Confirm the cluster stack is running even if nodes are still recovering.

$ sudo pcs status
Cluster name: clustername
Cluster Summary:
  * Stack: corosync (Pacemaker is running)
  * Current DC: NONE
  * Last updated: Thu Jan  1 20:26:49 2026 on node-01
  * Last change:  Thu Jan  1 20:23:03 2026 by root via cibadmin on node-01
  * 4 nodes configured
  * 5 resource instances configured

Node List:
  * Node node-01: UNCLEAN (offline)
  * Node node-02: UNCLEAN (offline)
  * Node node-03: UNCLEAN (offline)
  * Node node-04: UNCLEAN (offline)

Full List of Resources:
  * fence-dummy-node-01	(stonith:fence_dummy):	 Stopped
  * fence-dummy-node-02	(stonith:fence_dummy):	 Stopped
  * fence-dummy-node-03	(stonith:fence_dummy):	 Stopped
  * vip	(ocf:heartbeat:IPaddr2):	 Stopped
  * app	(systemd:app):	 Stopped

Daemon Status:
  corosync: active/enabled
  pacemaker: active/enabled
  pcsd: active/enabled

UNCLEAN nodes commonly appear immediately after a full outage and clear after cleanup and fencing recovery.

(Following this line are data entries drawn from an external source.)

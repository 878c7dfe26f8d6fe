//! Database connection management

use std::path::Path;

use rusqlite::Connection;

use super::migrations;
use crate::error::Result;

/// `SQLite` database holding highlights and the sync outbox
pub struct Database {
    conn: Connection,
}

impl Database {
    /// Open a database at the given path, creating it if it doesn't exist
    ///
    /// Runs migrations automatically.
    pub fn open(path: impl AsRef<Path>) -> Result<Self> {
        let path = path.as_ref();
        if let Some(parent) = path.parent() {
            if !parent.as_os_str().is_empty() {
                std::fs::create_dir_all(parent)?;
            }
        }
        let conn = Connection::open(path)?;
        let database = Self { conn };
        database.configure()?;
        database.migrate()?;
        tracing::info!("Opened highlight database at {}", path.display());
        Ok(database)
    }

    /// Open an in-memory database (useful for testing)
    pub fn open_in_memory() -> Result<Self> {
        let database = Self {
            conn: Connection::open_in_memory()?,
        };
        database.configure()?;
        database.migrate()?;
        Ok(database)
    }

    fn configure(&self) -> Result<()> {
        // WAL is unavailable for in-memory databases
        self.conn.pragma_update(None, "journal_mode", "WAL").ok();
        self.conn.pragma_update(None, "synchronous", "NORMAL")?;
        self.conn.pragma_update(None, "foreign_keys", "ON")?;
        Ok(())
    }

    fn migrate(&self) -> Result<()> {
        migrations::run(&self.conn)
    }

    /// Get a reference to the underlying connection
    pub const fn connection(&self) -> &Connection {
        &self.conn
    }
}

#[cfg(test)]
mod tests {
    use super::*;
    use tempfile::tempdir;

    #[test]
    fn test_open_in_memory() {
        let db = Database::open_in_memory().unwrap();
        let one: i32 = db
            .connection()
            .query_row("SELECT 1", [], |row| row.get(0))
            .unwrap();
        assert_eq!(one, 1);
    }

    #[test]
    fn test_open_creates_parent_directories() {
        let tmp = tempdir().unwrap();
        let path = tmp.path().join("data").join("margin.db");
        Database::open(&path).unwrap();
        assert!(path.exists());

        // Reopening runs migrations again without failing
        Database::open(&path).unwrap();
    }
}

Confirm the current cluster properties.

$ sudo pcs property config
Cluster Properties: cib-bootstrap-options
  cluster-infrastructure=corosync
  cluster-name=clustername
  dc-version=2.1.6-6fdc9deea29
  have-watchdog=false
  last-lrm-refresh=1767240361
  no-quorum-policy=stop
  stonith-enabled=true

Verify fencing resources before restarting services.

$ sudo pcs stonith status
  * fence-dummy-node-01	(stonith:fence_dummy):	 Stopped
  * fence-dummy-node-02	(stonith:fence_dummy):	 Stopped
  * fence-dummy-node-03	(stonith:fence_dummy):	 Stopped

Unhealthy fencing devices can trigger unexpected node reboots during recovery.

Review resource states and placement after the cluster forms.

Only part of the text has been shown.